Per Parisi, il discorso presidenziale è più che semplice rumore istituzionale. A 25 anni, si trova a un bivio che i numeri della stagione inquadrano con spiacevole chiarezza. Ha collezionato 22 presenze sotto l'allenatore della Fiorentina Paolo Vanoli, contribuendo con un gol e un assist, e ha avuto una valutazione media di 7.00 — una cifra che suggerisce una competenza costante senza l'impatto decisivo di cui un giocatore del suo profilo ha bisogno per affermarsi come indispensabile. La produzione offensiva del club di 41 gol in 38 partite racconta la sua storia: la Fiorentina ha faticato a creare, e le posizioni difensive esterne sono state raramente la fonte della creatività che avrebbe potuto cambiare la situazione.
La dichiarazione di Commisso arriva in un contesto non del tutto desolante. La Primavera della Fiorentina ha vinto lo Scudetto Primavera, sconfiggendo il Parma 2-1 in finale — un promemoria che l'infrastruttura di sviluppo del club rimane funzionale anche quando la prima squadra delude. Quel contrasto, tra un'accademia fiorente e una squadra senior che ha subito 50 gol finendo quattro posizioni sopra la zona retrocessione, è precisamente il tipo di questione strutturale a cui un presidente di club deve rispondere.

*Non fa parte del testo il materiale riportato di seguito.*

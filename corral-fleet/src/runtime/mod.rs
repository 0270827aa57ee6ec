//! Container runtime seam
//!
//! The controller only needs a handful of runtime operations. They are
//! expressed as a trait so the fleet logic can run against the real runtime
//! ([`CliRuntime`]) or an in-memory fake in tests.

mod cli;

pub use cli::CliRuntime;

use async_trait::async_trait;
use chrono::{DateTime, Utc};
use corral_core::domain::image::ImageRecord;
use corral_core::domain::worker::ContainerStatus;
use std::collections::BTreeMap;
use tokio::io::AsyncWrite;

use crate::error::Result;

/// Writer receiving a container's combined stdout/stderr
pub type LogSink = Box<dyn AsyncWrite + Send + Unpin>;

/// An image in the local inventory
#[derive(Debug, Clone, PartialEq, Eq)]
pub struct ImageSummary {
    pub id: String,
    pub repo_tags: Vec<String>,
    pub created: DateTime<Utc>,
}

/// A container matched by a label query
#[derive(Debug, Clone, PartialEq, Eq)]
pub struct ContainerSummary {
    pub id: String,
    pub name: String,
}

/// Inspected container state
#[derive(Debug, Clone, PartialEq, Eq)]
pub struct ContainerDetails {
    pub id: String,
    pub name: String,
    pub status: ContainerStatus,
}

/// Everything needed to create and start one worker container
#[derive(Debug, Clone, Default, PartialEq, Eq)]
pub struct ContainerSpec {
    pub name: String,
    pub image: String,
    pub env: Vec<String>,
    pub labels: BTreeMap<String, String>,
    pub binds: Vec<String>,
    pub cmd: Vec<String>,
}

/// Operations the fleet controller performs against the container runtime
///
/// Implementations must be safe to share between the polling loop, the
/// signal handler and the per-worker log tasks.
#[async_trait]
pub trait ContainerRuntime: Send + Sync {
    /// List every local image
    async fn list_images(&self) -> Result<Vec<ImageSummary>>;

    /// Inspect one local image by reference
    async fn inspect_image(&self, reference: &str) -> Result<ImageRecord>;

    /// Pull an image from its registry
    async fn pull_image(&self, reference: &str) -> Result<()>;

    /// List containers (running or not) carrying `key=value`
    async fn list_containers(&self, label_key: &str, label_value: &str)
    -> Result<Vec<ContainerSummary>>;

    /// Inspect a container by id or name
    async fn inspect_container(&self, id: &str) -> Result<ContainerDetails>;

    /// Create and start a container, returning its runtime id
    async fn create_and_start(&self, spec: &ContainerSpec) -> Result<String>;

    /// Send SIGKILL to a container
    async fn kill_container(&self, id: &str) -> Result<()>;

    /// Remove a stopped container
    async fn remove_container(&self, id: &str) -> Result<()>;

    /// Follow a container's combined output into `sink` until the stream ends
    async fn stream_logs(&self, id: &str, sink: LogSink) -> Result<()>;
}

#[cfg(test)]
pub(crate) mod fake {
    //! In-memory runtime used by the controller, resolver and log tests

    use super::*;
    use crate::error::FleetError;
    use std::collections::{HashMap, HashSet};
    use std::sync::Mutex;
    use tokio::io::AsyncWriteExt;

    #[derive(Debug, Clone)]
    pub struct FakeContainer {
        pub id: String,
        pub name: String,
        pub status: ContainerStatus,
        pub labels: BTreeMap<String, String>,
        pub logs: String,
    }

    #[derive(Default)]
    pub struct FakeState {
        pub images: Vec<ImageSummary>,
        pub containers: Vec<FakeContainer>,
        pub failing_creates: HashSet<String>,
        /// Container name to the number of inspections that still fail
        pub failing_inspections: HashMap<String, usize>,
        pub failing_removes: HashSet<String>,
        pub created: Vec<ContainerSpec>,
        pub killed: Vec<String>,
        pub removed: Vec<String>,
        pub pulled: Vec<String>,
        pub next_id: u32,
        /// Status a container switches to when killed
        pub status_after_kill: Option<ContainerStatus>,
    }

    #[derive(Default)]
    pub struct FakeRuntime {
        pub state: Mutex<FakeState>,
    }

    impl FakeRuntime {
        pub fn new() -> Self {
            let runtime = Self::default();
            runtime.state.lock().unwrap().status_after_kill = Some(ContainerStatus::Exited);
            runtime
        }

        pub fn with_images(images: Vec<ImageSummary>) -> Self {
            let runtime = Self::new();
            runtime.state.lock().unwrap().images = images;
            runtime
        }

        pub fn fail_create(&self, name: &str) {
            self.state
                .lock()
                .unwrap()
                .failing_creates
                .insert(name.to_string());
        }

        pub fn add_container(&self, name: &str, status: ContainerStatus, labels: &[(&str, &str)]) -> String {
            let mut state = self.state.lock().unwrap();
            state.next_id += 1;
            let id = format!("id{}", state.next_id);
            state.containers.push(FakeContainer {
                id: id.clone(),
                name: name.to_string(),
                status,
                labels: labels
                    .iter()
                    .map(|(k, v)| (k.to_string(), v.to_string()))
                    .collect(),
                logs: String::new(),
            });
            id
        }

        pub fn fail_inspections(&self, name: &str, times: usize) {
            self.state
                .lock()
                .unwrap()
                .failing_inspections
                .insert(name.to_string(), times);
        }

        pub fn inspections_left(&self, name: &str) -> usize {
            self.state
                .lock()
                .unwrap()
                .failing_inspections
                .get(name)
                .copied()
                .unwrap_or(0)
        }

        pub fn fail_remove(&self, name: &str) {
            self.state
                .lock()
                .unwrap()
                .failing_removes
                .insert(name.to_string());
        }

        pub fn set_all_status(&self, status: ContainerStatus) {
            let mut state = self.state.lock().unwrap();
            for c in state.containers.iter_mut() {
                c.status = status.clone();
            }
        }

        pub fn removed(&self) -> Vec<String> {
            self.state.lock().unwrap().removed.clone()
        }

        pub fn killed(&self) -> Vec<String> {
            self.state.lock().unwrap().killed.clone()
        }

        pub fn created(&self) -> Vec<ContainerSpec> {
            self.state.lock().unwrap().created.clone()
        }

        pub fn pulled(&self) -> Vec<String> {
            self.state.lock().unwrap().pulled.clone()
        }

        pub fn container_names(&self) -> Vec<String> {
            self.state
                .lock()
                .unwrap()
                .containers
                .iter()
                .map(|c| c.name.clone())
                .collect()
        }

        fn find(&self, id: &str) -> Option<FakeContainer> {
            self.state
                .lock()
                .unwrap()
                .containers
                .iter()
                .find(|c| c.id == id || c.name == id)
                .cloned()
        }
    }

    #[async_trait]
    impl ContainerRuntime for FakeRuntime {
        async fn list_images(&self) -> Result<Vec<ImageSummary>> {
            Ok(self.state.lock().unwrap().images.clone())
        }

        async fn inspect_image(&self, reference: &str) -> Result<ImageRecord> {
            let state = self.state.lock().unwrap();
            state
                .images
                .iter()
                .find(|i| i.repo_tags.iter().any(|t| t == reference))
                .map(|i| ImageRecord::new(reference, i.created).with_digest(i.id.clone()))
                .ok_or_else(|| FleetError::runtime("inspect image", reference, "no such image"))
        }

        async fn pull_image(&self, reference: &str) -> Result<()> {
            self.state.lock().unwrap().pulled.push(reference.to_string());
            Ok(())
        }

        async fn list_containers(
            &self,
            label_key: &str,
            label_value: &str,
        ) -> Result<Vec<ContainerSummary>> {
            Ok(self
                .state
                .lock()
                .unwrap()
                .containers
                .iter()
                .filter(|c| c.labels.get(label_key).map(String::as_str) == Some(label_value))
                .map(|c| ContainerSummary {
                    id: c.id.clone(),
                    name: c.name.clone(),
                })
                .collect())
        }

        async fn inspect_container(&self, id: &str) -> Result<ContainerDetails> {
            let container = self
                .find(id)
                .ok_or_else(|| FleetError::runtime("inspect", id, "no such container"))?;

            let mut state = self.state.lock().unwrap();
            if let Some(left) = state.failing_inspections.get_mut(&container.name) {
                if *left > 0 {
                    *left -= 1;
                    return Err(FleetError::runtime("inspect", id, "not yet visible"));
                }
            }

            Ok(ContainerDetails {
                id: container.id,
                name: container.name,
                status: container.status,
            })
        }

        async fn create_and_start(&self, spec: &ContainerSpec) -> Result<String> {
            let mut state = self.state.lock().unwrap();
            if state.failing_creates.contains(&spec.name) {
                return Err(FleetError::runtime("run", &spec.name, "create failed"));
            }
            state.next_id += 1;
            let id = format!("id{}", state.next_id);
            state.created.push(spec.clone());
            state.containers.push(FakeContainer {
                id: id.clone(),
                name: spec.name.clone(),
                status: ContainerStatus::Running,
                labels: spec.labels.clone(),
                logs: String::new(),
            });
            Ok(id)
        }

        async fn kill_container(&self, id: &str) -> Result<()> {
            let mut state = self.state.lock().unwrap();
            let after = state.status_after_kill.clone();
            let container = state
                .containers
                .iter_mut()
                .find(|c| c.id == id)
                .ok_or_else(|| FleetError::runtime("kill", id, "no such container"))?;
            if let Some(status) = after {
                container.status = status;
            }
            state.killed.push(id.to_string());
            Ok(())
        }

        async fn remove_container(&self, id: &str) -> Result<()> {
            let mut state = self.state.lock().unwrap();
            let refused = state
                .containers
                .iter()
                .any(|c| c.id == id && state.failing_removes.contains(&c.name));
            if refused {
                return Err(FleetError::runtime("remove", id, "container is restarting"));
            }
            let before = state.containers.len();
            state.containers.retain(|c| c.id != id);
            if state.containers.len() == before {
                return Err(FleetError::runtime("remove", id, "no such container"));
            }
            state.removed.push(id.to_string());
            Ok(())
        }

        async fn stream_logs(&self, id: &str, mut sink: LogSink) -> Result<()> {
            let logs = self
                .find(id)
                .map(|c| c.logs)
                .ok_or_else(|| FleetError::runtime("logs", id, "no such container"))?;
            sink.write_all(logs.as_bytes())
                .await
                .map_err(|e| FleetError::runtime("logs", id, e.to_string()))?;
            sink.shutdown()
                .await
                .map_err(|e| FleetError::runtime("logs", id, e.to_string()))?;
            Ok(())
        }
    }
}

Il punteggio complessivo AI di Parisi di 68 su 100 suggerisce che il potenziale è reale, anche se questa stagione non lo ha raggiunto. La squadra di Vanoli ha pareggiato quindici volte — il dato più significativo in una campagna definita da occasioni mancate piuttosto che da un crollo totale. Se Parisi farà parte della ricostruzione che Commisso sta segnalando, o se sarà un giocatore il cui modesto contributo invita a una rivalutazione estiva, le prossime settimane lo chiariranno.